* HOW TO COMPLETE THIS TASK *
A complete response lists each line of the data below that includes the word "PartialAbsolute".

RECORD EXTRACTS: Begin

//! `CONNECT` targets, the MITM decision and raw byte relaying.

use std::fmt;

use anyhow::Context as _;
use hyper::{
    Uri,
    http::uri::{Authority, InvalidUri},
    upgrade::OnUpgrade,
};
use hyper_util::rt::TokioIo;
use regex::Regex;
use tokio::io::{AsyncRead, AsyncWrite};

const DEFAULT_TLS_PORT: u16 = 443;

/// The `host[:port]` of a `CONNECT` request line.
#[derive(Debug, Clone, PartialEq, Eq)]
pub struct ConnectTarget {
    authority: Authority,
}

impl ConnectTarget {
    pub fn from_uri(uri: &Uri) -> Option<Self> {
        uri.authority().cloned().map(|authority| Self { authority })
    }

    pub fn host(&self) -> &str {
        self.authority.host()
    }

    /// `host:port` to dial, with port 443 when the request line names none.
    pub fn dial_addr(&self) -> String {
        let port = self.authority.port_u16().unwrap_or(DEFAULT_TLS_PORT);
        format!("{}:{port}", self.authority.host())
    }

    /// Whether `url_match` selects this tunnel for decryption.
    ///
    /// The pattern is tried against both `host:port` and `https://host:port/`.
    pub fn is_intercepted_by(&self, url_match: Option<&Regex>) -> bool {
        let Some(url_match) = url_match else {
            return false;
        };
        let addr = self.dial_addr();
        url_match.is_match(&addr) || url_match.is_match(&format!("https://{addr}/"))
    }

    /// Absolute URL for a request read inside the decrypted tunnel.
    ///
    /// Origin-form targets become `https://<authority><path>` with the authority exactly as it
    /// appeared on the `CONNECT` line, so `:443` stays part of the URL and of the cache key.
    pub fn request_url(&self, target: &Uri) -> Result<Uri, TunnelTargetError> {
        match (target.scheme_str(), target.authority()) {
            (Some("http" | "https"), Some(_)) => return Ok(target.clone()),
            (Some(scheme), Some(_)) => return Err(TunnelTargetError::Scheme(scheme.to_owned())),
            (Some(_), None) | (None, Some(_)) => return Err(TunnelTargetError::PartialAbsolute),
            (None, None) => {}
        }
        if target.path() == "*" {
            return Err(TunnelTargetError::Asterisk);
        }

        let path_and_query = target
            .path_and_query()
            .map(|path| path.as_str())
            .filter(|path| !path.is_empty())
            .unwrap_or("/");
        format!("https://{}{path_and_query}", self.authority)
            .parse()
            .map_err(TunnelTargetError::Invalid)
    }
}

impl fmt::Display for ConnectTarget {
    fn fmt(&self, f: &mut fmt::Formatter<'_>) -> fmt::Result {
        fmt::Display::fmt(&self.authority, f)
    }
}

#[derive(Debug)]
pub enum TunnelTargetError {
    Asterisk,
    PartialAbsolute,
    Scheme(String),
    Invalid(InvalidUri),
}

impl fmt::Display for TunnelTargetError {
    fn fmt(&self, f: &mut fmt::Formatter<'_>) -> fmt::Result {
        match self {
            Self::Asterisk => f.write_str("`*` request target inside a tunnel"),
            Self::PartialAbsolute => f.write_str("request target has a scheme or an authority but not both"),
            Self::Scheme(scheme) => write!(f, "unsupported request target scheme `{scheme}`"),
            Self::Invalid(err) => write!(f, "rebuild tunneled request URL: {err}"),
        }
    }
}

impl std::error::Error for TunnelTargetError {
    fn source(&self) -> Option<&(dyn std::error::Error + 'static)> {
        match self {
            Self::Invalid(err) => Some(err),
            _ => None,
        }
    }
}

/// Copies bytes both ways between the upgraded client connection and `upstream` until either
/// side closes.
pub async fn splice<S>(client: OnUpgrade, mut upstream: S) -> anyhow::Result<()>
where
    S: AsyncRead + AsyncWrite + Unpin,
{
    let mut client = TokioIo::new(client.await.context("upgrade client connection")?);
    let (sent, received) = tokio::io::copy_bidirectional(&mut client, &mut upstream)
        .await
        .context("relay tunnel bytes")?;
    tracing::trace!(sent, received, "tunnel closed");
    Ok(())
}

/// [`splice`] between two upgraded HTTP connections, as after a WebSocket handshake.
pub async fn splice_upgrades(client: OnUpgrade, upstream: OnUpgrade) -> anyhow::Result<()> {
    let upstream = TokioIo::new(upstream.await.context("upgrade upstream connection")?);
    splice(client, upstream).await
}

RECORD EXTRACTS: End

* FINISHED TASK *
            (Some(_), None) | (None, Some(_)) => return Err(TunnelTargetError::PartialAbsolute),
    PartialAbsolute,
            Self::PartialAbsolute => f.write_str("request target has a scheme or an authority but not both"),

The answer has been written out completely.